Preferably, the device comprises a ventilation device for ventilation over the collector surface (5) and along the polymer fiber structure to remove a solvent that is outgassing over the polymer fiber structure, wherein the ventilation device is preferably configured to generate a gas or gas mixture stream with a purge gas for aeration, wherein the purge gas is preferably air or another gas or a gas mixture which is suitable for removing the solvent as well as possible.
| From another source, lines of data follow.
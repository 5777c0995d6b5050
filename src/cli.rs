use chrono::NaiveDate;
use clap::{Parser, Subcommand};
use std::fs;
use std::path::{Path, PathBuf};
use thiserror::Error;

use crate::assistant::{AssistantResponse, CannedAssistant, View};
use crate::backup::{self, BackupError};
use crate::config::{Config, ConfigError};
use crate::models::{NewScheduleBlock, NewTask, Task};
use crate::session::Session;
use crate::store::StoreError;
use crate::store::plans::ResourceKind;
use crate::utils::{Profile, format_time, parse_date, progress_fraction};
use crate::views::dashboard::{SortBy, StatusFilter};
use crate::views::finance::{self, TransactionFilter, TypeFilter};
use crate::views::journal;

#[derive(Parser)]
#[command(name = "wolfpad")]
#[command(about = "Tasks, goals, schedule, money and journal in one place")]
#[command(version)]
pub struct Cli {
    /// Custom config file path
    #[arg(short, long)]
    pub config: Option<String>,

    /// Use development mode (uses separate dev config/database)
    #[arg(long)]
    pub dev: bool,

    /// Act as this user instead of the configured one
    #[arg(long)]
    pub user: Option<String>,

    #[command(subcommand)]
    pub command: Option<Commands>,
}

#[derive(Subcommand)]
pub enum Commands {
    /// Show the dashboard (default if no subcommand)
    Dashboard {
        #[arg(long, value_enum, default_value_t)]
        status: StatusFilter,
        #[arg(long, value_enum, default_value_t)]
        sort: SortBy,
    },
    /// Show the week as a board
    Week,
    /// Add a task to the dashboard
    AddTask {
        /// Task name
        name: String,
        #[arg(long)]
        description: Option<String>,
        /// Due date (YYYY-MM-DD)
        #[arg(long)]
        due: Option<String>,
        /// Comma-separated tags
        #[arg(long)]
        tags: Option<String>,
        /// 1-10, 5 by default
        #[arg(long)]
        impact: Option<u8>,
        /// 1-5, 3 by default
        #[arg(long)]
        effort: Option<u8>,
        #[arg(long)]
        goal: Option<i64>,
        /// File holding an assistant task suggestion; explicit options win
        #[arg(long)]
        suggest: Option<PathBuf>,
    },
    /// Add the tags of an assistant answer to a task
    MoreTags {
        id: i64,
        #[arg(long)]
        response: PathBuf,
    },
    /// Show which pending tasks an assistant answer ranks first
    Prioritize {
        #[arg(long)]
        response: PathBuf,
    },
    /// Toggle completion of one task, or complete several at once
    Complete { ids: Vec<i64> },
    /// Start tracking time on a task
    Start { id: i64 },
    /// Stop tracking time on a task
    Stop { id: i64 },
    /// Move a backlog task onto the dashboard
    Promote { id: i64 },
    /// Set or clear a task's due date
    Reschedule {
        id: i64,
        /// New due date (YYYY-MM-DD); omit to clear
        due: Option<String>,
    },
    DeleteTask { ids: Vec<i64> },
    /// List goals with their progress
    Goals,
    AddGoal {
        name: String,
        #[arg(long, default_value = "")]
        description: String,
    },
    DeleteGoal { id: i64 },
    /// Show strategic advice for a goal from an assistant answer
    GoalStrategy {
        goal_id: i64,
        #[arg(long)]
        response: PathBuf,
    },
    /// Add the tasks of an assistant goal breakdown to a goal's backlog
    BreakDown {
        goal_id: i64,
        /// File holding the assistant's JSON answer
        #[arg(long)]
        response: PathBuf,
    },
    /// Show routines for a weekday (0 = Sunday), today by default
    Schedule {
        #[arg(long)]
        day: Option<u8>,
    },
    AddBlock {
        name: String,
        /// 0 = Sunday
        day: u8,
        /// HH:MM
        start: String,
        /// HH:MM
        end: String,
    },
    /// Mark a routine done for today, or undo it
    ToggleBlock { id: i64 },
    DeleteBlock { id: i64 },
    /// List transactions in the selected currency
    Money {
        #[arg(long, value_enum, default_value_t)]
        kind: TypeFilter,
        #[arg(long)]
        category: Option<String>,
        #[arg(long)]
        from: Option<String>,
        #[arg(long)]
        to: Option<String>,
        #[arg(long)]
        search: Option<String>,
        /// Print the filtered list as CSV
        #[arg(long)]
        csv: bool,
        /// Show income and expenses for each of the last twelve months
        #[arg(long)]
        monthly: bool,
        /// Monthly budget to measure spending against (overrides the config)
        #[arg(long)]
        budget: Option<f64>,
    },
    /// Record income (positive) or an expense (negative)
    AddTransaction {
        #[arg(allow_negative_numbers = true)]
        amount: f64,
        description: String,
        #[arg(long, default_value = "Other")]
        category: String,
        /// YYYY-MM-DD, today by default
        #[arg(long)]
        date: Option<String>,
    },
    DeleteTransaction { id: i64 },
    SetCurrency { code: String },
    /// Save a monthly budget; omit the amount to remove it
    SetBudget { amount: Option<f64> },
    /// Show journal entries grouped by day
    Journal,
    AddJournal { content: String },
    DeleteJournal { id: i64 },
    /// List development plans
    Plans {
        #[arg(long)]
        archived: bool,
    },
    /// Save an assistant development plan for a goal
    AddPlan {
        goal: String,
        #[arg(long)]
        response: PathBuf,
    },
    /// Replace one resource of a plan with an assistant alternative
    SwapResource {
        plan_id: i64,
        #[arg(value_enum)]
        kind: ResourceKind,
        index: usize,
        #[arg(long)]
        response: PathBuf,
    },
    ArchivePlan {
        id: i64,
        /// Bring an archived plan back
        #[arg(long)]
        restore: bool,
    },
    DeletePlan { id: i64 },
    Analytics,
    SetTheme { theme: String },
    SetLanguage { language: String },
    /// Turn a saved assistant chat answer into a reply
    Ask {
        query: String,
        #[arg(long, value_enum, default_value_t = View::Dashboard)]
        view: View,
        #[arg(long)]
        response: PathBuf,
    },
    /// Write all of the user's data to a JSON file
    Export { path: PathBuf },
    /// Recreate rows from a JSON backup
    Import { path: PathBuf },
}

#[derive(Debug, Error)]
pub enum CliError {
    #[error(transparent)]
    StoreError(#[from] StoreError),
    #[error(transparent)]
    BackupError(#[from] BackupError),
    #[error(transparent)]
    ConfigError(#[from] ConfigError),
    #[error("Failed to parse date: {0}")]
    DateParseError(String),
    #[error("Failed to read assistant response: {0}")]
    ResponseFileError(#[from] std::io::Error),
}

/// Where configuration changes are written back
pub enum ConfigFile {
    Profile(Profile),
    Path(PathBuf),
}

impl ConfigFile {
    pub fn save(&self, config: &mut Config) -> Result<(), ConfigError> {
        match self {
            ConfigFile::Profile(profile) => config.save_with_profile(*profile),
            ConfigFile::Path(path) => config.save_to(path),
        }
    }
}

fn parse_date_arg(value: &str) -> Result<NaiveDate, CliError> {
    parse_date(value).map_err(|e| CliError::DateParseError(format!("Invalid date format '{}': {}", value, e)))
}

fn canned_response(path: &Path) -> Result<CannedAssistant, CliError> {
    Ok(CannedAssistant::answering(fs::read_to_string(path)?))
}

fn task_line(task: &Task) -> String {
    let mut line = format!(
        "[{}] #{} {} (impact {}, effort {})",
        if task.completed { "x" } else { " " },
        task.id,
        task.name,
        task.impact,
        task.effort
    );
    if let Some(due) = task.due_date {
        line.push_str(&format!(" due {}", due));
    }
    if task.time_spent > 0.0 || task.is_tracking {
        line.push_str(&format!(
            " {} {:.0}%",
            format_time(task.time_spent),
            progress_fraction(task.time_spent, task.effort) * 100.0
        ));
    }
    if task.is_tracking {
        line.push_str(" [tracking]");
    }
    if !task.tags.is_empty() {
        line.push_str(&format!(" #{}", task.tags.join(" #")));
    }
    line
}

/// Handle the dashboard command
pub fn handle_dashboard(status: StatusFilter, sort: SortBy, session: &Session) -> Result<(), CliError> {
    let stats = session.dashboard_stats();
    println!(
        "Due today: {}  Overdue: {}  Completed today: {}",
        stats.due_today, stats.overdue, stats.completed_today
    );
    if let Some(task) = session.tasks.tracked_task() {
        println!("Tracking: {} ({})", task.name, format_time(task.time_spent));
    }

    let buckets = session.dashboard(status, sort);
    for (title, tasks) in [
        ("Today", &buckets.today),
        ("Upcoming", &buckets.upcoming),
        ("No due date", &buckets.no_due_date),
    ] {
        println!("\n{} ({})", title, tasks.len());
        for task in tasks.iter() {
            println!("  {}", task_line(task));
        }
    }
    Ok(())
}

pub fn handle_week(session: &Session) -> Result<(), CliError> {
    let board = session.week_board();
    println!("Unscheduled ({})", board.unscheduled.len());
    for task in &board.unscheduled {
        println!("  {}", task_line(task));
    }
    for (day, tasks) in &board.days {
        println!("\n{} {}", day.format("%a"), day);
        for task in tasks {
            println!("  {}", task_line(task));
        }
    }
    Ok(())
}

/// Handle the add-task command
#[allow(clippy::too_many_arguments)]
pub fn handle_add_task(
    name: String,
    description: Option<String>,
    due: Option<String>,
    tags: Option<String>,
    impact: Option<u8>,
    effort: Option<u8>,
    goal: Option<i64>,
    suggest: Option<PathBuf>,
    session: &mut Session,
) -> Result<(), CliError> {
    let due_date = due.as_deref().map(parse_date_arg).transpose()?;
    let tags: Option<Vec<String>> = tags.map(|t| {
        t.split(',')
            .map(|tag| tag.trim().to_string())
            .filter(|tag| !tag.is_empty())
            .collect()
    });

    let draft = match suggest {
        Some(path) => session.suggest_task(&name, &canned_response(&path)?)?,
        None => NewTask::new(name),
    };
    let task = NewTask {
        description: description.unwrap_or(draft.description),
        due_date,
        impact: impact.unwrap_or(draft.impact),
        effort: effort.unwrap_or(draft.effort),
        tags: tags.unwrap_or(draft.tags),
        goal_id: goal,
        ..draft
    };
    let created = session.tasks.add_task(task)?;
    println!("Task created successfully (ID: {})", created.id);
    Ok(())
}

pub fn handle_more_tags(id: i64, response: &Path, session: &mut Session) -> Result<(), CliError> {
    let task = session.suggest_more_tags(id, &canned_response(response)?)?;
    println!("Task {} tags: #{}", task.id, task.tags.join(" #"));
    Ok(())
}

pub fn handle_prioritize(response: &Path, session: &Session) -> Result<(), CliError> {
    println!("{}", session.prioritize(&canned_response(response)?)?);
    Ok(())
}

pub fn handle_goal_strategy(goal_id: i64, response: &Path, session: &Session) -> Result<(), CliError> {
    println!("{}", session.goal_strategy(goal_id, &canned_response(response)?)?);
    Ok(())
}

pub fn handle_complete(ids: Vec<i64>, session: &mut Session) -> Result<(), CliError> {
    if let [id] = ids.as_slice() {
        let task = session.tasks.toggle_complete(*id)?;
        let state = if task.completed { "completed" } else { "reopened" };
        println!("Task {} {}", task.id, state);
    } else {
        let done = session.tasks.complete_tasks(&ids)?;
        println!("Completed {} tasks", done.len());
    }
    Ok(())
}

pub fn handle_start(id: i64, session: &mut Session) -> Result<(), CliError> {
    let task = session.tasks.start_tracking(id)?;
    println!("Tracking {} (so far {})", task.name, format_time(task.time_spent));
    Ok(())
}

pub fn handle_stop(id: i64, session: &mut Session) -> Result<(), CliError> {
    let task = session.tasks.stop_tracking(id)?;
    println!("Stopped {} at {}", task.name, format_time(task.time_spent));
    Ok(())
}

pub fn handle_reschedule(id: i64, due: Option<String>, session: &mut Session) -> Result<(), CliError> {
    let due_date = due.as_deref().map(parse_date_arg).transpose()?;
    let task = session.tasks.reschedule_task(id, due_date)?;
    match task.due_date {
        Some(due) => println!("Task {} due {}", task.id, due),
        None => println!("Task {} has no due date", task.id),
    }
    Ok(())
}

pub fn handle_goals(session: &Session) -> Result<(), CliError> {
    for entry in session.goals_with_progress() {
        println!(
            "#{} {} {}% ({}/{} tasks)",
            entry.goal.id, entry.goal.name, entry.progress, entry.completed_task_count, entry.task_count
        );
        for task in crate::views::goals::goal_tasks(entry.goal.id, session.tasks.tasks()) {
            let place = if task.promoted_to_dashboard { "" } else { " (backlog)" };
            println!("    {}{}", task_line(task), place);
        }
    }
    Ok(())
}

pub fn handle_break_down(goal_id: i64, response: &Path, session: &mut Session) -> Result<(), CliError> {
    let helper = canned_response(response)?;
    let created = session.break_down_goal(goal_id, &helper)?;
    println!("Added {} tasks to the backlog of goal {}", created.len(), goal_id);
    Ok(())
}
There is also presented a method of making the 2 and 3 dimensional polymer fiber structure by electrospinning performed with the above described apparatus and / or designs. The method comprises the following steps:

Placing the exit nozzle (1) opposite the conductive collector surface (5) or the substrate and applying the voltage therebetween;

- Squeezing the polymer or polymer solution through the outlet nozzle (1) so that it emerges as the polymer jet (2) and is electrostatically drawn against the collector surface (5) or the substrate and solidifies thereon as the polymer fiber structure;

Arranging the deflection unit (3) between the outlet nozzle (1) and the conductive collector surface (5) or the substrate and around the polymer beam base axis (8), wherein the deflection unit (3) is configured to guide the polymer beam (2) through the at least one for deflecting perpendicular electrical or magnetic field in the at least one direction, wherein the at least one electric or magnetic field by a corresponding deflection voltage (U l, U2) or the associated deflection current is generated and wherein the polymer beam base axis (8) the polymer beam (2) without the deflection by the deflection unit (3) corresponds;

- Applying and thus varying the at least one deflection voltage (U 1, U 2) that thereby the polymer beam (2) describes the predetermined pattern on the collector surface (5) so as to form the polymer fiber structure thereon.
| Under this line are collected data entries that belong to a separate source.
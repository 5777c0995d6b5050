//! Entity state managers.
//!
//! Each manager owns the in-memory copy of one collection for the signed-in
//! user. Mutations go to the gateway first and only touch the cache once the
//! gateway has confirmed them; the relay may echo the same change later,
//! which the cache applies idempotently.

pub mod cache;
pub mod goals;
pub mod journal;
pub mod money;
pub mod plans;
pub mod preferences;
pub mod schedule;
pub mod tasks;

use thiserror::Error;
use tracing::{error, info};

use crate::assistant::AssistantError;
use crate::gateway::{GatewayError, GatewayResult};
use crate::relay::{Collection, Relay, Subscription};
use cache::{Entity, EntityCache};

pub use cache::LoadState;
pub use goals::GoalManager;
pub use journal::JournalManager;
pub use money::MoneyManager;
pub use plans::PlanManager;
pub use preferences::Preferences;
pub use schedule::ScheduleManager;
pub use tasks::TaskManager;

#[derive(Debug, Error)]
pub enum StoreError {
    #[error("No user is signed in")]
    SignedOut,
    #[error("No {collection} row with id {id}")]
    NotFound { collection: Collection, id: i64 },
    #[error("Invalid input: {0}")]
    Validation(String),
    #[error(transparent)]
    Gateway(#[from] GatewayError),
    #[error("Bulk operation stopped at item {failed_at} after creating {} rows: {source}", .completed.len())]
    PartialBulk {
        completed: Vec<i64>,
        failed_at: usize,
        #[source]
        source: GatewayError,
    },
    #[error(transparent)]
    Assistant(#[from] AssistantError),
}

pub type StoreResult<T> = Result<T, StoreError>;

/// A manager's tie to the signed-in user: who it loads for and the open
/// relay subscription. Dropping it unsubscribes.
pub(crate) struct Link {
    user_id: String,
    subscription: Subscription,
}

impl Link {
    /// Subscribe first, then load the snapshot, so no change committed in
    /// between is missed.
    pub(crate) fn open<T: Entity>(
        cache: &mut EntityCache<T>,
        relay: &Relay,
        user_id: &str,
        load: impl FnOnce() -> GatewayResult<Vec<T>>,
    ) -> Self {
        cache.begin_loading();
        let subscription = relay.subscribe(T::COLLECTION, user_id);
        match load() {
            Ok(items) => {
                info!("Loaded {} {} rows", items.len(), T::COLLECTION);
                cache.load_snapshot(items);
            }
            Err(e) => {
                error!("Error fetching {}: {}", T::COLLECTION, e);
                cache.load_failed();
            }
        }
        Link {
            user_id: user_id.to_string(),
            subscription,
        }
    }

    pub(crate) fn user_id(&self) -> &str {
        &self.user_id
    }

    /// Apply every pending relay message in arrival order.
    pub(crate) fn pump<T: Entity>(&self, cache: &mut EntityCache<T>) -> usize {
        self.subscription
            .drain()
            .iter()
            .filter(|message| cache.apply(message))
            .count()
    }
}

pub(crate) fn user_of(link: &Option<Link>) -> StoreResult<&str> {
    link.as_ref().map(Link::user_id).ok_or(StoreError::SignedOut)
}

pub(crate) fn require_text(value: &str, field: &str) -> StoreResult<()> {
    if value.trim().is_empty() {
        return Err(StoreError::Validation(format!("{} must not be empty", field)));
    }
    Ok(())
}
Preferably, a deflection unit (3), as known from picture tubes, is used as the deflection unit (3). In this case, preferably the polymer jet (2) in two directions (x, y) perpendicular to the polymer beam base axis (8) deflected by a respective deflection voltage (U l, U2).
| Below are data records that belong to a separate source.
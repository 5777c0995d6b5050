use chrono::{DateTime, NaiveDate, Utc};
use serde::{Deserialize, Serialize};

#[derive(Debug, Clone, PartialEq, Serialize, Deserialize)]
pub struct Task {
    pub id: i64,
    pub user_id: String,
    pub name: String,
    pub description: String,
    pub completed: bool,
    pub due_date: Option<NaiveDate>,
    pub created_at: DateTime<Utc>,
    pub completed_at: Option<DateTime<Utc>>,
    pub impact: u8, // 1-10
    pub effort: u8, // 1-5
    pub tags: Vec<String>,
    pub time_spent: f64, // seconds
    pub is_tracking: bool,
    pub tracking_start_time: Option<DateTime<Utc>>,
    pub goal_id: Option<i64>,
    pub promoted_to_dashboard: bool,
}

#[derive(Debug, Clone, PartialEq, Serialize, Deserialize)]
pub struct Goal {
    pub id: i64,
    pub user_id: String,
    pub name: String,
    pub description: String,
    pub created_at: DateTime<Utc>,
}

/// A goal with progress derived from the live task collection. Never stored.
#[derive(Debug, Clone, PartialEq)]
pub struct GoalWithProgress {
    pub goal: Goal,
    pub task_count: usize,
    pub completed_task_count: usize,
    pub progress: u8,
}

#[derive(Debug, Clone, PartialEq, Serialize, Deserialize)]
pub struct ScheduleBlock {
    pub id: i64,
    pub user_id: String,
    pub name: String,
    pub day_of_week: u8, // 0 = Sunday
    pub start_time: String, // HH:MM
    pub end_time: String,   // HH:MM
    pub last_completed: Option<NaiveDate>,
}

impl ScheduleBlock {
    /// A block is done for `today` only when it was last completed on that exact date.
    pub fn is_done_on(&self, today: NaiveDate) -> bool {
        self.last_completed == Some(today)
    }
}

#[derive(Debug, Clone, PartialEq, Serialize, Deserialize)]
pub struct Transaction {
    pub id: i64,
    pub user_id: String,
    pub date: NaiveDate,
    pub description: String,
    pub amount: f64, // positive = income, negative = expense
    pub category: String,
    pub currency: String,
}

#[derive(Debug, Clone, Copy, PartialEq, Eq, Serialize, Deserialize)]
#[serde(rename_all = "lowercase")]
pub enum CategoryKind {
    Income,
    Expense,
}

impl CategoryKind {
    pub fn as_str(&self) -> &'static str {
        match self {
            CategoryKind::Income => "income",
            CategoryKind::Expense => "expense",
        }
    }

    pub fn parse(s: &str) -> Option<Self> {
        match s {
            "income" => Some(CategoryKind::Income),
            "expense" => Some(CategoryKind::Expense),
            _ => None,
        }
    }
}

#[derive(Debug, Clone, PartialEq, Serialize, Deserialize)]
pub struct TransactionCategory {
    pub id: i64,
    pub user_id: String,
    pub name: String,
    #[serde(rename = "type")]
    pub kind: CategoryKind,
}

#[derive(Debug, Clone, PartialEq, Serialize, Deserialize)]
pub struct JournalEntry {
    pub id: i64,
    pub user_id: String,
    pub created_at: DateTime<Utc>,
    pub content: String,
}

#[derive(Debug, Clone, PartialEq, Eq, Serialize, Deserialize)]
pub struct DevelopmentResource {
    pub title: String,
    pub author_or_channel: String,
}

#[derive(Debug, Clone, PartialEq, Serialize, Deserialize)]
pub struct DevelopmentPlan {
    pub id: i64,
    pub user_id: String,
    pub goal: String,
    pub books: Vec<DevelopmentResource>,
    pub youtube_channels: Vec<DevelopmentResource>,
    pub podcasts: Vec<DevelopmentResource>,
    pub archived: bool,
}

#[derive(Debug, Clone, PartialEq, Serialize, Deserialize)]
pub struct UserProfile {
    pub id: i64,
    pub user_id: String,
    pub theme: String,
    pub language: String,
    pub currency: Option<String>,
}

// Create payloads. The gateway assigns `id` and `user_id`.

#[derive(Debug, Clone, PartialEq, Serialize, Deserialize)]
pub struct NewTask {
    pub name: String,
    pub description: String,
    pub due_date: Option<NaiveDate>,
    pub impact: u8,
    pub effort: u8,
    pub tags: Vec<String>,
    pub goal_id: Option<i64>,
}

impl NewTask {
    pub fn new(name: impl Into<String>) -> Self {
        Self {
            name: name.into(),
            description: String::new(),
            due_date: None,
            impact: 5,
            effort: 3,
            tags: Vec::new(),
            goal_id: None,
        }
    }
}

/// Full row contents for a task insert, built by the task manager from a `NewTask`.
#[derive(Debug, Clone, PartialEq)]
pub struct TaskRecord {
    pub name: String,
    pub description: String,
    pub completed: bool,
    pub due_date: Option<NaiveDate>,
    pub created_at: DateTime<Utc>,
    pub completed_at: Option<DateTime<Utc>>,
    pub impact: u8,
    pub effort: u8,
    pub tags: Vec<String>,
    pub time_spent: f64,
    pub is_tracking: bool,
    pub tracking_start_time: Option<DateTime<Utc>>,
    pub goal_id: Option<i64>,
    pub promoted_to_dashboard: bool,
}

#[derive(Debug, Clone, PartialEq)]
pub struct NewGoal {
    pub name: String,
    pub description: String,
    pub created_at: DateTime<Utc>,
}

#[derive(Debug, Clone, PartialEq)]
pub struct NewScheduleBlock {
    pub name: String,
    pub day_of_week: u8,
    pub start_time: String,
    pub end_time: String,
}

#[derive(Debug, Clone, PartialEq)]
pub struct NewTransaction {
    pub date: NaiveDate,
    pub description: String,
    pub amount: f64,
    pub category: String,
    pub currency: String,
}

#[derive(Debug, Clone, PartialEq)]
pub struct NewCategory {
    pub name: String,
    pub kind: CategoryKind,
}

#[derive(Debug, Clone, PartialEq)]
pub struct NewJournalEntry {
    pub created_at: DateTime<Utc>,
    pub content: String,
}

#[derive(Debug, Clone, PartialEq)]
pub struct NewDevelopmentPlan {
    pub goal: String,
    pub books: Vec<DevelopmentResource>,
    pub youtube_channels: Vec<DevelopmentResource>,
    pub podcasts: Vec<DevelopmentResource>,
}

// Patches list exactly the mutable fields of each entity. A nullable field is
// `Option<Option<T>>`: outer `None` leaves it untouched, `Some(None)` clears it.

#[derive(Debug, Clone, Default, PartialEq)]
pub struct TaskPatch {
    pub name: Option<String>,
    pub description: Option<String>,
    pub completed: Option<bool>,
    pub due_date: Option<Option<NaiveDate>>,
    pub completed_at: Option<Option<DateTime<Utc>>>,
    pub impact: Option<u8>,
    pub effort: Option<u8>,
    pub tags: Option<Vec<String>>,
    pub time_spent: Option<f64>,
    pub is_tracking: Option<bool>,
    pub tracking_start_time: Option<Option<DateTime<Utc>>>,
    pub goal_id: Option<Option<i64>>,
    pub promoted_to_dashboard: Option<bool>,
}

impl TaskPatch {
    pub fn apply(&self, task: &mut Task) {
        if let Some(name) = &self.name {
            task.name = name.clone();
        }
        if let Some(description) = &self.description {
            task.description = description.clone();
        }
        if let Some(completed) = self.completed {
            task.completed = completed;
        }
        if let Some(due_date) = self.due_date {
            task.due_date = due_date;
        }
        if let Some(completed_at) = self.completed_at {
            task.completed_at = completed_at;
        }
        if let Some(impact) = self.impact {
            task.impact = impact;
        }
        if let Some(effort) = self.effort {
            task.effort = effort;
        }
        if let Some(tags) = &self.tags {
            task.tags = tags.clone();
        }
        if let Some(time_spent) = self.time_spent {
            task.time_spent = time_spent;
        }
        if let Some(is_tracking) = self.is_tracking {
            task.is_tracking = is_tracking;
        }
        if let Some(start) = self.tracking_start_time {
            task.tracking_start_time = start;
        }
        if let Some(goal_id) = self.goal_id {
            task.goal_id = goal_id;
        }
        if let Some(promoted) = self.promoted_to_dashboard {
            task.promoted_to_dashboard = promoted;
        }
    }
}

#[derive(Debug, Clone, Default, PartialEq)]
pub struct GoalPatch {
    pub name: Option<String>,
    pub description: Option<String>,
}

impl GoalPatch {
    pub fn apply(&self, goal: &mut Goal) {
        if let Some(name) = &self.name {
            goal.name = name.clone();
        }
        if let Some(description) = &self.description {
            goal.description = description.clone();
        }
    }
}

#[derive(Debug, Clone, Default, PartialEq)]
pub struct ScheduleBlockPatch {
    pub name: Option<String>,
    pub day_of_week: Option<u8>,
    pub start_time: Option<String>,
    pub end_time: Option<String>,
    pub last_completed: Option<Option<NaiveDate>>,
}

impl ScheduleBlockPatch {
    pub fn apply(&self, block: &mut ScheduleBlock) {
        if let Some(name) = &self.name {
            block.name = name.clone();
        }
        if let Some(day) = self.day_of_week {
            block.day_of_week = day;
        }
        if let Some(start) = &self.start_time {
            block.start_time = start.clone();
        }
        if let Some(end) = &self.end_time {
            block.end_time = end.clone();
        }
        if let Some(last) = self.last_completed {
            block.last_completed = last;
        }
    }
}

#[derive(Debug, Clone, Default, PartialEq)]
pub struct TransactionPatch {
    pub date: Option<NaiveDate>,
    pub description: Option<String>,
    pub amount: Option<f64>,
    pub category: Option<String>,
    pub currency: Option<String>,
}

impl TransactionPatch {
    pub fn apply(&self, transaction: &mut Transaction) {
        if let Some(date) = self.date {
            transaction.date = date;
        }
        if let Some(description) = &self.description {
            transaction.description = description.clone();
        }
        if let Some(amount) = self.amount {
            transaction.amount = amount;
        }
        if let Some(category) = &self.category {
            transaction.category = category.clone();
        }
        if let Some(currency) = &self.currency {
            transaction.currency = currency.clone();
        }
    }
}

#[derive(Debug, Clone, Default, PartialEq)]
pub struct JournalEntryPatch {
    pub content: Option<String>,
}

impl JournalEntryPatch {
    pub fn apply(&self, entry: &mut JournalEntry) {
        if let Some(content) = &self.content {
            entry.content = content.clone();
        }
    }
}

#[derive(Debug, Clone, Default, PartialEq)]
pub struct DevelopmentPlanPatch {
    pub goal: Option<String>,
    pub books: Option<Vec<DevelopmentResource>>,
    pub youtube_channels: Option<Vec<DevelopmentResource>>,
    pub podcasts: Option<Vec<DevelopmentResource>>,
    pub archived: Option<bool>,
}

impl DevelopmentPlanPatch {
    pub fn apply(&self, plan: &mut DevelopmentPlan) {
        if let Some(goal) = &self.goal {
            plan.goal = goal.clone();
        }
        if let Some(books) = &self.books {
            plan.books = books.clone();
        }
        if let Some(channels) = &self.youtube_channels {
            plan.youtube_channels = channels.clone();
        }
        if let Some(podcasts) = &self.podcasts {
            plan.podcasts = podcasts.clone();
        }
        if let Some(archived) = self.archived {
            plan.archived = archived;
        }
    }
}

#[derive(Debug, Clone, Default, PartialEq)]
pub struct ProfilePatch {
    pub theme: Option<String>,
    pub language: Option<String>,
    pub currency: Option<Option<String>>,
}

#[cfg(test)]
mod tests {
    use super::*;

    fn sample_task() -> Task {
        Task {
            id: 1,
            user_id: "u1".to_string(),
            name: "Write report".to_string(),
            description: String::new(),
            completed: false,
            due_date: NaiveDate::from_ymd_opt(2024, 6, 10),
            created_at: Utc::now(),
            completed_at: None,
            impact: 5,
            effort: 3,
            tags: vec![],
            time_spent: 0.0,
            is_tracking: false,
            tracking_start_time: None,
            goal_id: Some(4),
            promoted_to_dashboard: true,
        }
    }

    #[test]
    fn test_task_patch_leaves_untouched_fields() {
        let mut task = sample_task();
        let patch = TaskPatch {
            name: Some("Ship report".to_string()),
            ..TaskPatch::default()
        };
        patch.apply(&mut task);
        assert_eq!(task.name, "Ship report");
        assert_eq!(task.goal_id, Some(4));
        assert!(task.due_date.is_some());
    }

    #[test]
    fn test_task_patch_clears_nullable_fields() {
        let mut task = sample_task();
        let patch = TaskPatch {
            due_date: Some(None),
            goal_id: Some(None),
            ..TaskPatch::default()
        };
        patch.apply(&mut task);
        assert_eq!(task.due_date, None);
        assert_eq!(task.goal_id, None);
    }

    #[test]
    fn test_schedule_block_done_resets_on_new_day() {
        let block = ScheduleBlock {
            id: 1,
            user_id: "u1".to_string(),
            name: "Morning run".to_string(),
            day_of_week: 1,
            start_time: "07:00".to_string(),
            end_time: "07:30".to_string(),
            last_completed: NaiveDate::from_ymd_opt(2024, 6, 10),
        };
        assert!(block.is_done_on(NaiveDate::from_ymd_opt(2024, 6, 10).unwrap()));
        assert!(!block.is_done_on(NaiveDate::from_ymd_opt(2024, 6, 11).unwrap()));
    }

    #[test]
    fn test_category_kind_serializes_lowercase() {
        let json = serde_json::to_string(&CategoryKind::Expense).unwrap();
        assert_eq!(json, "\"expense\"");
        assert_eq!(CategoryKind::parse("income"), Some(CategoryKind::Income));
        assert_eq!(CategoryKind::parse("other"), None);
    }
}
Preferably used as the polymers are polymers in association with pharmaceutical products, which pharmaceutical products are sirolimus, paclitaxel or other pharmaceutical products.

The polymers are preferably obtained from at least one polymer solution and / or from a granulate and / or from filament yarns or are composed accordingly.

The method is preferably used for coating and / or producing one or more of the following products, such as: stents, occluders, AV shunts, patches, mashes, vascular prostheses, cartilage prostheses, intervertebral discs, cosmetic implants, nets, hernias, layers for tissue Engineering, flow.

The method is preferably used for coating and / or for producing one or more of the following products: medical implants, cosmetic implants, germ barriers.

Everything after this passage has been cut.